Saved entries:
>>>>
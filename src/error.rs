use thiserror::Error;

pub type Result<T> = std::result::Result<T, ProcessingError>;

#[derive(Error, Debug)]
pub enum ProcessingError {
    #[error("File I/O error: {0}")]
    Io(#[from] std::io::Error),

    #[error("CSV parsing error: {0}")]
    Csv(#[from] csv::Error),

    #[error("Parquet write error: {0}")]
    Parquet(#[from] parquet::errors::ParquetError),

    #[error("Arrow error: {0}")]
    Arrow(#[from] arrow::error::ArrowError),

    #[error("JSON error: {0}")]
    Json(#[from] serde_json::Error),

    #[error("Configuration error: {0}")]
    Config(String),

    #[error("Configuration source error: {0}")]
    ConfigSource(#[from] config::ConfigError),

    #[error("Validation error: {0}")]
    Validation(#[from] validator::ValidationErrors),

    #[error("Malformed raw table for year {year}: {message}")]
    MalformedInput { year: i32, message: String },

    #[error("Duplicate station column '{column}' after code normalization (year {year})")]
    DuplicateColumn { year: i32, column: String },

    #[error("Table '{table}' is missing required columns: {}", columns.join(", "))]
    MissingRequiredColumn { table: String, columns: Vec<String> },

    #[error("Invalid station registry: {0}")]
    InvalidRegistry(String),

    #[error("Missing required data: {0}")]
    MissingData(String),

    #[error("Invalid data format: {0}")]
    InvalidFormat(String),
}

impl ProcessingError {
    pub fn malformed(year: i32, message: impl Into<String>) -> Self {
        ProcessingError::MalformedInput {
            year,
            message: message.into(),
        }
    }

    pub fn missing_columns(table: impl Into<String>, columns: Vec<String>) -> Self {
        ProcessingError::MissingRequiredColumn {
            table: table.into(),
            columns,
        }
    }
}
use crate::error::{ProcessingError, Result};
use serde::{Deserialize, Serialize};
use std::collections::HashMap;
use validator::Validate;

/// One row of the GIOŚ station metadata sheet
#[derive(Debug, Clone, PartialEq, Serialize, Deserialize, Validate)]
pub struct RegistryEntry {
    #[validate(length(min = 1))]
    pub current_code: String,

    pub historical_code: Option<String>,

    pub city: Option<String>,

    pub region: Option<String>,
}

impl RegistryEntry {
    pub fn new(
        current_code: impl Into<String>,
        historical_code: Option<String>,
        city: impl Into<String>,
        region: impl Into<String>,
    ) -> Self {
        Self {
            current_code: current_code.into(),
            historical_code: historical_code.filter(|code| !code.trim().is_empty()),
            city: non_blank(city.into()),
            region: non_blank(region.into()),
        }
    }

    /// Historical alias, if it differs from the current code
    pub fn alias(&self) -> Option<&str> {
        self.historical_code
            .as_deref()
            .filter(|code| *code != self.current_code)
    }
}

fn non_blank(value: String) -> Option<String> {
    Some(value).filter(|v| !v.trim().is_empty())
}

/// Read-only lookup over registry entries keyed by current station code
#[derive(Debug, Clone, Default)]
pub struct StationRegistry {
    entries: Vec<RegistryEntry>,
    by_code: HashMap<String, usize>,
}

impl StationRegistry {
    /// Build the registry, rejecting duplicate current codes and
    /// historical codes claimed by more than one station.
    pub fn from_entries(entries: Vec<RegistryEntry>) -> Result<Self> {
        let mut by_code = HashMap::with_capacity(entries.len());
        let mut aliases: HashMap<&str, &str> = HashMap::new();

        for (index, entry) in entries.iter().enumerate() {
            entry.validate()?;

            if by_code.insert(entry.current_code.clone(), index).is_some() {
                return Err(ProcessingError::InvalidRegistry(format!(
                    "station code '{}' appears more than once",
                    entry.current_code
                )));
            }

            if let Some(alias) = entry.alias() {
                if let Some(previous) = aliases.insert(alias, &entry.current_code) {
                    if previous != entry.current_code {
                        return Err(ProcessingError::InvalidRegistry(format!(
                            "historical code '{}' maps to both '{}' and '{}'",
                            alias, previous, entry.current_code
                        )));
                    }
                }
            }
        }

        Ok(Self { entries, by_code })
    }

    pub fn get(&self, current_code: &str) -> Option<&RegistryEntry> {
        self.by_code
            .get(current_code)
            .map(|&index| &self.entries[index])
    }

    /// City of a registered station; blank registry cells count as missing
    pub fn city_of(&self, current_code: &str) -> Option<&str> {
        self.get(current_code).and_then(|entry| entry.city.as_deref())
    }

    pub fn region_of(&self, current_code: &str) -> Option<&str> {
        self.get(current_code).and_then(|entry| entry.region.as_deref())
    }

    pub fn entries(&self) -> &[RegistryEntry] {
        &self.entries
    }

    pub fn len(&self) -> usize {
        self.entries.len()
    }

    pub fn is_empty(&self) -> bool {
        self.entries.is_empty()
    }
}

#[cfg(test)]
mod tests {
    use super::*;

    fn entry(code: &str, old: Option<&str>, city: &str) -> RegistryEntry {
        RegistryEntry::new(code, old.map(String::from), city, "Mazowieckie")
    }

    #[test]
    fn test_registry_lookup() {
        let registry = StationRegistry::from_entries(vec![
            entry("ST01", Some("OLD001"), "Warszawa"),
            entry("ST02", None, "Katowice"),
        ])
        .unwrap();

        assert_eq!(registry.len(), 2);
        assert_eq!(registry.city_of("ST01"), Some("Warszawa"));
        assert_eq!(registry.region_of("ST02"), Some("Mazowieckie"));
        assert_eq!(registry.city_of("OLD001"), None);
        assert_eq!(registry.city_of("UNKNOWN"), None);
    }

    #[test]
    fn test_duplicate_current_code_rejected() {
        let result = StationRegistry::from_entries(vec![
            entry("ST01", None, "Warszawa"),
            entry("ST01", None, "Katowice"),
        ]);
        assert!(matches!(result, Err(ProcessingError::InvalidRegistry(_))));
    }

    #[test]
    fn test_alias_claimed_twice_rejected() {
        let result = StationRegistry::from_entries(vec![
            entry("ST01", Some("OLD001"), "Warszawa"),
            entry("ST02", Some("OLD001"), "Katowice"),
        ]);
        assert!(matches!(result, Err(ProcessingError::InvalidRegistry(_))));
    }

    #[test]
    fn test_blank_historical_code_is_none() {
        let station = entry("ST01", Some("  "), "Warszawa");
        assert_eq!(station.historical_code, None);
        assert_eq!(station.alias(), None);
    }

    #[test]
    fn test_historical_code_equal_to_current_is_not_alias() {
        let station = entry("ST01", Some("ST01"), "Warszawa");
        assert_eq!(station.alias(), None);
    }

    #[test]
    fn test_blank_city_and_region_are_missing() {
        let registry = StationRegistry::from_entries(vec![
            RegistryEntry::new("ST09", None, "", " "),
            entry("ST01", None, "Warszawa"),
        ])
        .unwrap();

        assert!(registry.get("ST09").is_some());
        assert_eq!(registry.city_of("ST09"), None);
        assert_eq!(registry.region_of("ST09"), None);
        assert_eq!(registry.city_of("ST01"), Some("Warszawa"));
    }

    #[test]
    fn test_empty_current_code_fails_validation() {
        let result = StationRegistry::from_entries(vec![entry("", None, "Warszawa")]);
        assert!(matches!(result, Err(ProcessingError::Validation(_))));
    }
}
<<<<
Retype the portion of the data above that starts on the line with "i32, message: String" and finishes on the line with "the current code", including both of those lines.

    MalformedInput { year: i32, message: String },

    #[error("Duplicate station column '{column}' after code normalization (year {year})")]
    DuplicateColumn { year: i32, column: String },

    #[error("Table '{table}' is missing required columns: {}", columns.join(", "))]
    MissingRequiredColumn { table: String, columns: Vec<String> },

    #[error("Invalid station registry: {0}")]
    InvalidRegistry(String),

    #[error("Missing required data: {0}")]
    MissingData(String),

    #[error("Invalid data format: {0}")]
    InvalidFormat(String),
}

impl ProcessingError {
    pub fn malformed(year: i32, message: impl Into<String>) -> Self {
        ProcessingError::MalformedInput {
            year,
            message: message.into(),
        }
    }

    pub fn missing_columns(table: impl Into<String>, columns: Vec<String>) -> Self {
        ProcessingError::MissingRequiredColumn {
            table: table.into(),
            columns,
        }
    }
}
use crate::error::{ProcessingError, Result};
use serde::{Deserialize, Serialize};
use std::collections::HashMap;
use validator::Validate;

/// One row of the GIOŚ station metadata sheet
#[derive(Debug, Clone, PartialEq, Serialize, Deserialize, Validate)]
pub struct RegistryEntry {
    #[validate(length(min = 1))]
    pub current_code: String,

    pub historical_code: Option<String>,

    pub city: Option<String>,

    pub region: Option<String>,
}

impl RegistryEntry {
    pub fn new(
        current_code: impl Into<String>,
        historical_code: Option<String>,
        city: impl Into<String>,
        region: impl Into<String>,
    ) -> Self {
        Self {
            current_code: current_code.into(),
            historical_code: historical_code.filter(|code| !code.trim().is_empty()),
            city: non_blank(city.into()),
            region: non_blank(region.into()),
        }
    }

    /// Historical alias, if it differs from the current code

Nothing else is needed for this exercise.